The way this crisis has been handled by the Government is nothing short of woeful. I have been attending a public independent enquiry into the Government’s handling of the Pandemic. Chaired by a QC with expert witnesses giving statements under oath. Such an enquiry would be able to require politicians to be cross-examined under oath. That such an enquiry has had to be put together by the Public and it won’t be attended by Government Ministers highlights our crisis of governance, lack of scrutiny and accountability. I attended the harrowing sessions on the impact on the impacts of the Government’s handling of the Pandemic on disabled people and frontline workers.
The problem of my not being recognised as CEV (Clinically Extremely Vulnerable) and included in the Government’s shielding scheme which had prevented me from accessing home-shopping slots, returned with getting a vaccination. Once again, I had to fight to correct it. After several requests to my GP, I was finally recognised as CEV and received my first vaccination in phase four.
Much of my voluntary work has been on hold. The MBE I was awarded in the 2021 New Year’s Honours was a very welcome boost to my own wellbeing and was enjoyed by friends, family and my community. A few days later, came a reminder that fortune has two faces. I learned my Uncle had died suddenly and a young woman who lived in our village had taken her own life. Like many, I was unable to go to their funerals, but was able to be there ‘virtually’ for my Uncle’s.
Online meetings are not the same as meeting face to face, but have made the world so much smaller and more accessible for me. I just renewed my Zoom account for another year. Initially, I wanted to encourage my friends to meet up and to host my own meetings, but I hadn’t realised how meeting online would increase my sense of involvement and develop my own activism. I have attended so many events, both here in the UK and all around the world. I talk about this more in We are Citizens of the World.

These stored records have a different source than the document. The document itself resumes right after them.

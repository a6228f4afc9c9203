// SPDX-License-Identifier: GPL-3.0-only
// Shared types for camera backend abstraction

//! Shared types for camera backends

use crate::constants::capture;
use crate::errors::CameraError;
use std::time::Instant;

/// Direction a camera lens faces relative to the device
#[derive(Debug, Clone, Copy, PartialEq, Eq, Hash)]
pub enum LensFacing {
    /// Same side as the display (selfie camera)
    Front,
    /// Opposite side from the display
    Back,
    /// Removable or external device
    External,
}

impl std::fmt::Display for LensFacing {
    fn fmt(&self, f: &mut std::fmt::Formatter<'_>) -> std::fmt::Result {
        match self {
            LensFacing::Front => write!(f, "front"),
            LensFacing::Back => write!(f, "back"),
            LensFacing::External => write!(f, "external"),
        }
    }
}

/// Represents a camera device
#[derive(Debug, Clone, PartialEq, Eq)]
pub struct CameraDevice {
    /// Identifier used to open the device
    pub id: String,
    /// Human readable name
    pub name: String,
    /// Lens facing characteristic
    pub facing: LensFacing,
}

/// Autofocus mode requested for the repeating capture
#[derive(Debug, Clone, Copy, PartialEq, Eq, Default)]
pub enum AfMode {
    Off,
    Auto,
    /// Continuous autofocus tuned for stills-quality preview
    #[default]
    ContinuousPicture,
}

/// Auto exposure mode requested for the repeating capture
#[derive(Debug, Clone, Copy, PartialEq, Eq, Default)]
pub enum AeMode {
    Off,
    #[default]
    On,
}

/// Repeating capture request configuration
///
/// These are capture hints fixed at session creation.
#[derive(Debug, Clone, Copy, PartialEq, Eq)]
pub struct CaptureRequest {
    pub width: u32,
    pub height: u32,
    pub af_mode: AfMode,
    pub ae_mode: AeMode,
    /// Size of the device-side image pool
    pub max_images: usize,
}

impl CaptureRequest {
    /// Fixed 640x480 preview request with continuous AF and AE on
    pub fn preview() -> Self {
        Self {
            width: capture::WIDTH,
            height: capture::HEIGHT,
            af_mode: AfMode::ContinuousPicture,
            ae_mode: AeMode::On,
            max_images: capture::MAX_IMAGES,
        }
    }
}

impl Default for CaptureRequest {
    fn default() -> Self {
        Self::preview()
    }
}

impl std::fmt::Display for CaptureRequest {
    fn fmt(&self, f: &mut std::fmt::Formatter<'_>) -> std::fmt::Result {
        write!(
            f,
            "{}x{} YUV420 (AF {:?}, AE {:?}, {} images)",
            self.width, self.height, self.af_mode, self.ae_mode, self.max_images
        )
    }
}

/// One plane of a planar YUV image
#[derive(Debug, Clone, PartialEq, Eq)]
pub struct ImagePlane {
    pub data: Vec<u8>,
    /// Bytes per row, including any padding
    pub row_stride: usize,
    /// Byte step between consecutive samples within a row
    pub pixel_stride: usize,
}

impl ImagePlane {
    pub fn new(data: Vec<u8>, row_stride: usize, pixel_stride: usize) -> Self {
        Self {
            data,
            row_stride,
            pixel_stride,
        }
    }

    /// Tightly packed plane: row stride equals width, pixel stride 1
    pub fn packed(data: Vec<u8>, width: usize) -> Self {
        Self::new(data, width, 1)
    }
}

/// A single planar YUV 4:2:0 capture result
#[derive(Debug, Clone)]
pub struct PlanarImage {
    pub width: u32,
    pub height: u32,
    pub y: ImagePlane,
    pub u: ImagePlane,
    pub v: ImagePlane,
    /// Monotonic sequence number assigned by the device
    pub sequence: u64,
    /// When the exposure completed
    pub captured_at: Instant,
}

/// Image acquired from a capture session
///
/// Holds one slot of the device's bounded image pool. The slot is returned
/// when this value is dropped, on every exit path of the caller.
pub struct CapturedImage {
    image: PlanarImage,
    release: Option<Box<dyn FnOnce() + Send>>,
}

impl CapturedImage {
    /// Wrap an image together with the callback that returns it to the pool
    pub fn new(image: PlanarImage, release: impl FnOnce() + Send + 'static) -> Self {
        Self {
            image,
            release: Some(Box::new(release)),
        }
    }

    pub fn image(&self) -> &PlanarImage {
        &self.image
    }
}

impl std::ops::Deref for CapturedImage {
    type Target = PlanarImage;

    fn deref(&self) -> &PlanarImage {
        &self.image
    }
}

impl std::fmt::Debug for CapturedImage {
    fn fmt(&self, f: &mut std::fmt::Formatter<'_>) -> std::fmt::Result {
        f.debug_struct("CapturedImage")
            .field("width", &self.image.width)
            .field("height", &self.image.height)
            .field("sequence", &self.image.sequence)
            .finish()
    }
}

impl Drop for CapturedImage {
    fn drop(&mut self) {
        if let Some(release) = self.release.take() {
            release();
        }
    }
}

/// Callback fired on the device's own thread whenever a new image is ready
pub type ImageAvailableCallback = std::sync::Arc<dyn Fn() + Send + Sync>;

/// Result type for backend operations
pub type BackendResult<T> = Result<T, CameraError>;

#[cfg(test)]
mod tests {
    use super::*;
    use std::sync::Arc;
    use std::sync::atomic::{AtomicUsize, Ordering};

    fn tiny_image() -> PlanarImage {
        PlanarImage {
            width: 2,
            height: 2,
            y: ImagePlane::packed(vec![0; 4], 2),
            u: ImagePlane::packed(vec![0; 1], 1),
            v: ImagePlane::packed(vec![0; 1], 1),
            sequence: 0,
            captured_at: Instant::now(),
        }
    }

    #[test]
    fn test_preview_request_defaults() {
        let request = CaptureRequest::preview();
        assert_eq!((request.width, request.height), (640, 480));
        assert_eq!(request.af_mode, AfMode::ContinuousPicture);
        assert_eq!(request.ae_mode, AeMode::On);
        assert_eq!(request.max_images, 2);
    }

    #[test]
    fn test_captured_image_releases_on_drop() {
        let released = Arc::new(AtomicUsize::new(0));
        let released_clone = Arc::clone(&released);

        let image = CapturedImage::new(tiny_image(), move || {
            released_clone.fetch_add(1, Ordering::SeqCst);
        });
        assert_eq!(image.width, 2);
        assert_eq!(released.load(Ordering::SeqCst), 0);

        drop(image);
        assert_eq!(released.load(Ordering::SeqCst), 1);
    }

    #[test]
    fn test_captured_image_releases_during_unwind() {
        let released = Arc::new(AtomicUsize::new(0));
        let released_clone = Arc::clone(&released);

        let result = std::panic::catch_unwind(std::panic::AssertUnwindSafe(|| {
            let _image = CapturedImage::new(tiny_image(), move || {
                released_clone.fetch_add(1, Ordering::SeqCst);
            });
            panic!("processing failed");
        }));

        assert!(result.is_err());
        assert_eq!(released.load(Ordering::SeqCst), 1);
    }
}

I was recently a guest on my first Podcast, the subject of which was being a teenager with ataxia. Before we started, I introduced myself to the younger guests as the voice of experience, the Great-Uncle Bulgaria if you will. As I said it, I remembered that young people don’t necessarily know what a Great-Uncle Bulgaria is. I wondered if it would help if I explained his position in the Womble hierarchy but then quickly realised that would be pointless because they probably don’t know (or care) who the Wombles even were!
But despite being a relief and a glimmer of hope, just going for the vaccination showed how shielding for such a long time had effected my confidence. It was a cold day and I had to travel to a nearby town. As soon as we arrived, I started to feel anxious, aware of the number of people. As soon as I transferred out of the car, my glasses steamed up. Not confident of where I was and being unable to see, I let Helen push me to the entrance. The plan was for me to do all this on my own, as all we had the kids in the car. But I didn’t want to be left alone. As we entered the warmth medical centre, my glasses steamed up again. A volunteer in a high-vis jacket and a clipboard was speaking directly to me (which is unusual!). I replied with a frightened whimper, and Helen took charge. Afterwards I was shocked. A confident person like me, reduced to this.
There have been some positives too. On my first trip out with my family, we went to Stratford. Feeling uncomfortable about being in a crowd, I was approached (as usual) by curious folks admiring my trike. But this time they all said ‘Keep Safe’ as a farewell greeting. I’d never heard it said repeatedly by different people, the warmth, sense of shared hardship and genuine concern reminded me that other people are on my side. That is going to help me find the strength to put myself back out there over the coming months.
Helen has developed a real skill for cutting my hair now. She has gradually got faster and more confident. She has her own cape and spray bottle. No more dog-clippers for her, she uses her own professional clippers! Shopping slots have been available and substitutions and shortages have been minimal. I have not seen as many Villa matches on TV as I have in the last year, the fact I watch with my six-year-old son has been great (you get used to the barrage of questions!) I took on home-schooling with him too. I enjoyed this unexpected time we spent together, counting with money and learning about Queen Victoria, whilst becoming increasingly concerned that the Key Stage 2 Curriculum lacks balance and champions an unhealthy obsession with grammar.
I had hoped that just surviving these times would make us how damaging our lives were for the planet. How online meetings and working from home were to be retained as we go forward. This hasn’t happened. The global shutdown that emptied our roads and skies has only seen CO2 levels drop to 2006 levels. Our politicians and Industries need to do much more. Much of the UK media has fed upon sensationalism and created panic and division, while enabling corruption to go unchallenged. Sadly, how we treat each other and our toxic political and social systems are very much still with us. Wombles live for 300 years. Where are they? I’m sure they could do better than us.